Here I sit, speechless … or would that be textless? My mind is blank. Or rather, not blank, but stuffed so full, I can’t sort out a thought without pulling a dozen more with it. I think I’m going to just settle for one of those stream-of-consciousness posts that Judy and Tricia tried, but I’ll be a rebel and not time mine. Warning: this could go on for days.

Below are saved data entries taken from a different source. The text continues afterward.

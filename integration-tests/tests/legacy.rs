// Copyright 2019-2021 Parity Technologies (UK) Ltd.
// This file is part of metareg.
//
// metareg is free software: you can redistribute it and/or modify
// it under the terms of the GNU General Public License as published by
// the Free Software Foundation, either version 3 of the License, or
// (at your option) any later version.
//
// metareg is distributed in the hope that it will be useful,
// but WITHOUT ANY WARRANTY; without even the implied warranty of
// MERCHANTABILITY or FITNESS FOR A PARTICULAR PURPOSE.  See the
// GNU General Public License for more details.
//
// You should have received a copy of the GNU General Public License
// along with metareg.  If not, see <http://www.gnu.org/licenses/>.

use crate::fixtures::{
	self,
	current::{ALICE, BOB},
	legacy::{v11_metadata, v13_metadata},
};
use codec::{Compact, Encode};
use frame_metadata::META_RESERVED;
use metareg::{metareg_core::encoder, Decoder, Definitions, Registry, Value, VersionedDefinitions};

fn registry_with(metadata: &[u8]) -> Registry {
	fixtures::init();
	let mut registry = Registry::new().unwrap();
	registry.set_metadata_bytes(metadata).unwrap();
	registry
}

fn address(who: [u8; 32]) -> Value {
	Value::named_composite(vec![("Id", Value::bytes(who))])
}

#[test]
fn v11_modules_are_numbered_by_position() {
	let registry = registry_with(&v11_metadata().encode());
	let metadata = registry.metadata().unwrap();

	let indexes: Vec<(&str, u8, u8)> =
		metadata.pallets().map(|p| (p.name.as_str(), p.index, p.event_index)).collect();
	assert_eq!(indexes, [("System", 0, 0), ("Timestamp", 1, 3), ("Balances", 2, 1), ("Staking", 3, 2)]);

	let transfer = registry.find_call([2, 0]).unwrap();
	assert_eq!((transfer.pallet.as_str(), transfer.name.as_str()), ("Balances", "transfer"));
	assert_eq!(registry.find_call([1, 0]).unwrap().name, "set");
	assert!(registry.find_call([3, 0]).is_none());

	assert_eq!(registry.find_event([1, 0]).unwrap().name, "Transfer");
	assert_eq!(registry.find_event([2, 0]).unwrap().pallet, "Staking");

	let error = registry.find_error(2, &[1]).unwrap();
	assert_eq!(error.name, "ExistentialDeposit");

	let deposit = registry.decorated().unwrap().constant("Balances", "ExistentialDeposit").unwrap();
	assert_eq!(deposit.decode().unwrap().as_u128(), Some(1_000_000_000));
	assert_eq!(deposit.docs, [" The minimum amount required to keep an account open."]);
}

#[test]
fn v11_extrinsics() {
	fixtures::init();
	let mut decoder = Decoder::new().unwrap();
	decoder.register_version(1062, &v11_metadata().encode()).unwrap();
	let metadata = decoder.metadata(1062).unwrap();

	let set = encoder::encode_call_data(metadata, "Timestamp", "set", &[Value::u64(1_600_000_000_000)]).unwrap();
	let mut expected = vec![1, 0];
	Compact(1_600_000_000_000u64).encode_to(&mut expected);
	assert_eq!(set, expected);

	let transfer = encoder::encode_call_data(metadata, "Balances", "transfer", &[address(BOB.0), Value::u128(5)]).unwrap();
	let mut expected = vec![2, 0, 0];
	expected.extend(BOB.0);
	Compact(5u128).encode_to(&mut expected);
	assert_eq!(transfer, expected);

	let extensions = vec![
		Value::unit(),
		Value::unit(),
		Value::unit(),
		Value::string("Immortal"),
		Value::u32(1),
		Value::unit(),
		Value::u128(0),
	];
	let signature = Value::named_composite(vec![("Sr25519", Value::bytes([7u8; 64]))]);
	let signed =
		encoder::encode_signed_extrinsic(metadata, &address(ALICE.0), &signature, &extensions, &transfer).unwrap();

	let mut expected = vec![0x84, 0];
	expected.extend(ALICE.0);
	expected.push(1);
	expected.extend([7u8; 64]);
	// immortal era, nonce and tip
	expected.extend([0, 4, 0]);
	expected.extend(&transfer);
	assert_eq!(signed, expected.encode());

	let mut block = Compact(2u32).encode();
	block.extend(encoder::encode_unsigned_extrinsic(&set));
	block.extend(&signed);

	let exts = decoder.decode_extrinsics(1062, &block).unwrap();
	assert_eq!(exts.len(), 2);
	assert_eq!(exts[0].call_data.pallet_name, "Timestamp");
	assert_eq!(exts[0].call_data.argument("now").and_then(|v| v.as_u128()), Some(1_600_000_000_000));
	assert!(exts[0].signature.is_none());

	assert_eq!(exts[1].call_data.ty.name(), "transfer");
	assert_eq!(exts[1].call_data.argument("dest").and_then(|v| v.variant_name()), Some("Id"));
	let sig = exts[1].signature.as_ref().unwrap();
	assert_eq!(sig.extensions.len(), 7);
	assert_eq!(sig.extensions[3].0, "CheckMortality");
	assert_eq!(sig.extensions[3].1.variant_name(), Some("Immortal"));
	assert_eq!(sig.extensions[4].1.as_u128(), Some(1));
}

#[test]
fn definitions_follow_the_spec_version() {
	fixtures::init();
	let versioned = VersionedDefinitions::from_json(
		r#"{ "types": [
			{ "minmax": [1000, 1061], "types": { "Balance": "u64" } },
			{ "minmax": [1062, null], "types": {} }
		] }"#,
	)
	.unwrap();
	let mut decoder = Decoder::with_types(Definitions::base().unwrap(), versioned);
	decoder.register_version(1055, &v11_metadata().encode()).unwrap();
	decoder.register_version(1062, &v11_metadata().encode()).unwrap();

	let deposit_type = |spec| {
		let metadata = decoder.metadata(spec).unwrap();
		let balances = metadata.pallet_by_name("Balances").unwrap();
		metadata.types().type_name(balances.constants[0].ty)
	};
	assert_eq!(deposit_type(1055), "u64");
	assert_eq!(deposit_type(1062), "u128");
	assert!(!decoder.has_version(&1070));
}

#[test]
fn v11_events_and_errors() {
	let registry = registry_with(&v11_metadata().encode());
	let decorated = registry.decorated().unwrap();

	let mut events = Compact(2u32).encode();
	// ApplyExtrinsic(0), Balances.Transfer(ALICE, BOB, 25), no topics
	events.extend([0, 0, 0, 0, 0, 1, 0]);
	events.extend(ALICE.0);
	events.extend(BOB.0);
	events.extend(25u128.encode());
	events.push(0);
	// ApplyExtrinsic(1), System.ExtrinsicFailed(Module { index: 2, error: 1 }, DispatchInfo), no topics
	events.extend([0, 1, 0, 0, 0, 0, 1, 3, 2, 1]);
	events.extend(10u64.encode());
	events.extend([0, 0, 0]);

	let records = decorated.decode_events(&events).unwrap();
	assert_eq!(records.len(), 2);

	let transfer = &records[0];
	assert_eq!((transfer.pallet.as_str(), transfer.name.as_str()), ("Balances", "Transfer"));
	let args: Vec<_> = transfer.fields.values().collect();
	assert_eq!(args.len(), 3);
	assert_eq!(args[1].as_bytes(), Some(BOB.0.to_vec()));
	assert_eq!(args[2].as_u128(), Some(25));
	assert!(transfer.topics.is_empty());

	let failed = &records[1];
	assert_eq!(failed.name, "ExtrinsicFailed");
	let dispatch_error = failed.fields.values().next().unwrap();
	let error = decorated.decode_dispatch_error(dispatch_error).unwrap();
	assert_eq!((error.pallet.as_str(), error.name.as_str()), ("Balances", "ExistentialDeposit"));
}

#[test]
fn double_map_storage() {
	let registry = registry_with(&v11_metadata().encode());
	let stakers = registry.decorated().unwrap().storage("Staking", "ErasStakers").unwrap();
	assert_eq!(stakers.key_count(), 2);

	let key = stakers.key(&[Value::u32(10), Value::bytes(ALICE.0)]).unwrap();
	assert_eq!(key.len(), 32 + 8 + 4 + 8 + 32);
	let entry = stakers.decode_key(&key).unwrap();
	let keys = entry.details.map_keys();
	assert_eq!(keys[0].value.as_ref().and_then(|v| v.as_u128()), Some(10));
	assert_eq!(keys[1].value.as_ref().and_then(|v| v.as_bytes()), Some(ALICE.0.to_vec()));

	let default = stakers.decode_value(None).unwrap().unwrap();
	assert_eq!(default.field("total").and_then(|v| v.as_u128()), Some(0));

	let exposure = (Compact(100u128), Compact(60u128), Compact(1u32), ALICE.0, Compact(40u128)).encode();
	let value = stakers.decode_value(Some(&exposure)).unwrap().unwrap();
	assert_eq!(value.field("own").and_then(|v| v.as_u128()), Some(60));
	let others = value.field("others").unwrap();
	let first = match &others.value {
		metareg::ValueDef::Composite(c) => c.values().next().unwrap(),
		_ => panic!("others should be a sequence"),
	};
	assert_eq!(first.field("who").and_then(|v| v.as_bytes()), Some(ALICE.0.to_vec()));
	assert_eq!(first.field("value").and_then(|v| v.as_u128()), Some(40));
}

#[test]
fn v13_nmap_storage_and_module_indexes() {
	let registry = registry_with(&v13_metadata().encode());
	let decorated = registry.decorated().unwrap();

	let transfer = registry.find_call([34, 0]).unwrap();
	assert_eq!(transfer.name, "transfer");
	let encoded = transfer.encode(&[Value::u32(1), address(BOB.0), Value::u128(10)]).unwrap();
	let mut expected = vec![34, 0, 4, 0];
	expected.extend(BOB.0);
	expected.push(40);
	assert_eq!(encoded, expected);

	let approvals = decorated.storage("Assets", "Approvals").unwrap();
	assert_eq!(approvals.key_count(), 3);
	let key = approvals.key(&[Value::u32(7), Value::bytes(ALICE.0), Value::bytes(BOB.0)]).unwrap();
	assert_eq!(key.len(), 32 + 3 * 16 + 4 + 32 + 32);

	let entry = approvals.decode_key(&key).unwrap();
	let keys = entry.details.map_keys();
	assert_eq!(keys.len(), 3);
	assert_eq!(keys[0].value.as_ref().and_then(|v| v.as_u128()), Some(7));
	assert_eq!(keys[2].value.as_ref().and_then(|v| v.as_bytes()), Some(BOB.0.to_vec()));

	assert!(approvals.decode_value(None).unwrap().is_none());
	assert!(approvals.prefix(&[Value::u32(7)]).unwrap().len() < key.len());
}

#[test]
fn bad_metadata_is_rejected() {
	fixtures::init();
	let mut registry = Registry::new().unwrap();
	assert!(registry.set_metadata_bytes(&[0; 5]).is_err());

	// V10 and earlier can no longer be decoded
	let mut old = META_RESERVED.encode();
	old.push(10);
	assert!(registry.set_metadata_bytes(&old).is_err());
	assert!(registry.metadata().is_none());
	assert!(registry.decorated().is_err());
}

As I write this, the Super Bowl is on TV and my husband is watching it, but I’m not. Does that make me un-American? I got into watching Australian football once, and rugby another time, but except when one of my family members played, I’ve never watched football. I don’t like that you can’t see the players’ faces. It’s too impersonal. And even though one of these teams is from my home town, I couldn’t care less who wins. (Kasie would be proud that I didn’t say I could care less. :-)) So, until I started writing this, I was reading my first novel by Abigail Thomas and I think she’s going to be one of my favorite “new” authors. The book I have now is “An Actual Life” and is written in such a pure and true character voice that I’m just amazed. I thank Cynthia for introducing me to her with this interview.  I think a lot about character voice because I tried writing my novel in three different voices. Whether it worked or not is yet to be seen. Boy, Pizza Hut bought a boatload of ad time on the Super Bowl. I’m low-carbing, trying to take off the weight I gained writing the aforementioned novel, so pizza for me would just be the toppings. I’m weaning myself off Coke by drinking Coke Zero. I hate diet drinks, which means I’ll end up dropping soda altogether. Eating healthy is not necessarily fun. And at my age, fun is paramount, so dieting is torture.Torture is something I cannot abide to see, hear, or read about. I think this stems from a past life experience—I hope as the tortured, not as the torturer, but then, if I’ve learned anything from Lost it’s that we’re all capable of being the torturer. And speaking of … who is Sayid now, anyway? If you have no idea what that means, you’re not a Lost fan and I feel sorry for you. You do watch Mad Men, at least, right? All writers should.

Okay, that’s enough of my mind puke. Oh, that reminds me; I caught a few minutes of Dirty Jobs yesterday and watched snakes being “puked.” A biology researcher’s life is … um … interesting. And that’s it, I’m gone. Go on back to your lives now.